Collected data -
——
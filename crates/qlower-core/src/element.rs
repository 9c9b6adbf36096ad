//! Element kinds carried by tensor values.

use std::fmt;

/// Scalar storage kind of a tensor element.
#[derive(Debug, Clone, Copy, PartialEq, Eq, Hash, serde::Serialize, serde::Deserialize)]
#[serde(rename_all = "lowercase")]
pub enum ElementKind {
    F32,
    F16,
    Bf16,
    F8e4m3,
    F8e5m2,
    I32,
    I16,
    U16,
    I8,
    U8,
    I4,
}

impl ElementKind {
    pub fn bit_width(self) -> u32 {
        match self {
            Self::F32 | Self::I32 => 32,
            Self::F16 | Self::Bf16 | Self::I16 | Self::U16 => 16,
            Self::F8e4m3 | Self::F8e5m2 | Self::I8 | Self::U8 => 8,
            Self::I4 => 4,
        }
    }

    /// Storage width in whole bytes, never zero.
    pub fn byte_width(self) -> u32 {
        self.bit_width().div_ceil(8)
    }

    pub fn is_integer(self) -> bool {
        matches!(
            self,
            Self::I32 | Self::I16 | Self::U16 | Self::I8 | Self::U8 | Self::I4
        )
    }

    pub fn is_float(self) -> bool {
        !self.is_integer()
    }

    pub fn is_f8(self) -> bool {
        matches!(self, Self::F8e4m3 | Self::F8e5m2)
    }

    pub fn is_signed(self) -> bool {
        !matches!(self, Self::U16 | Self::U8)
    }

    pub fn name(self) -> &'static str {
        match self {
            Self::F32 => "f32",
            Self::F16 => "f16",
            Self::Bf16 => "bf16",
            Self::F8e4m3 => "f8e4m3",
            Self::F8e5m2 => "f8e5m2",
            Self::I32 => "i32",
            Self::I16 => "i16",
            Self::U16 => "u16",
            Self::I8 => "i8",
            Self::U8 => "u8",
            Self::I4 => "i4",
        }
    }
}

impl fmt::Display for ElementKind {
    fn fmt(&self, f: &mut fmt::Formatter<'_>) -> fmt::Result {
        f.write_str(self.name())
    }
}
——
Activity -
The entries listed above are to be output exactly. Leave none out.

Solution to this problem -
filename crates/qlower-core/src/element.rs
repository 9c9b6adbf36096ad
//! Element kinds carried by tensor values.

use std::fmt;

/// Scalar storage kind of a tensor element.
#[derive(Debug, Clone, Copy, PartialEq, Eq, Hash, serde::Serialize, serde::Deserialize)]
#[serde(rename_all = "lowercase")]
pub enum ElementKind {
    F32,
    F16,
    Bf16,
    F8e4m3,
    F8e5m2,
    I32,
    I16,
    U16,
    I8,
    U8,
    I4,
}

impl ElementKind {
    pub fn bit_width(self) -> u32 {
        match self {
            Self::F32 | Self::I32 => 32,
            Self::F16 | Self::Bf16 | Self::I16 | Self::U16 => 16,
            Self::F8e4m3 | Self::F8e5m2 | Self::I8 | Self::U8 => 8,
            Self::I4 => 4,
        }
    }

    /// Storage width in whole bytes, never zero.
    pub fn byte_width(self) -> u32 {
        self.bit_width().div_ceil(8)
    }

    pub fn is_integer(self) -> bool {
        matches!(
            self,
            Self::I32 | Self::I16 | Self::U16 | Self::I8 | Self::U8 | Self::I4
        )
    }

    pub fn is_float(self) -> bool {
        !self.is_integer()
    }

    pub fn is_f8(self) -> bool {
        matches!(self, Self::F8e4m3 | Self::F8e5m2)
    }

    pub fn is_signed(self) -> bool {
        !matches!(self, Self::U16 | Self::U8)
    }

    pub fn name(self) -> &'static str {
        match self {
            Self::F32 => "f32",
            Self::F16 => "f16",
            Self::Bf16 => "bf16",
            Self::F8e4m3 => "f8e4m3",
            Self::F8e5m2 => "f8e5m2",
            Self::I32 => "i32",
            Self::I16 => "i16",
            Self::U16 => "u16",
            Self::I8 => "i8",
            Self::U8 => "u8",
            Self::I4 => "i4",
        }
    }
}

impl fmt::Display for ElementKind {
    fn fmt(&self, f: &mut fmt::Formatter<'_>) -> fmt::Result {
        f.write_str(self.name())
    }
}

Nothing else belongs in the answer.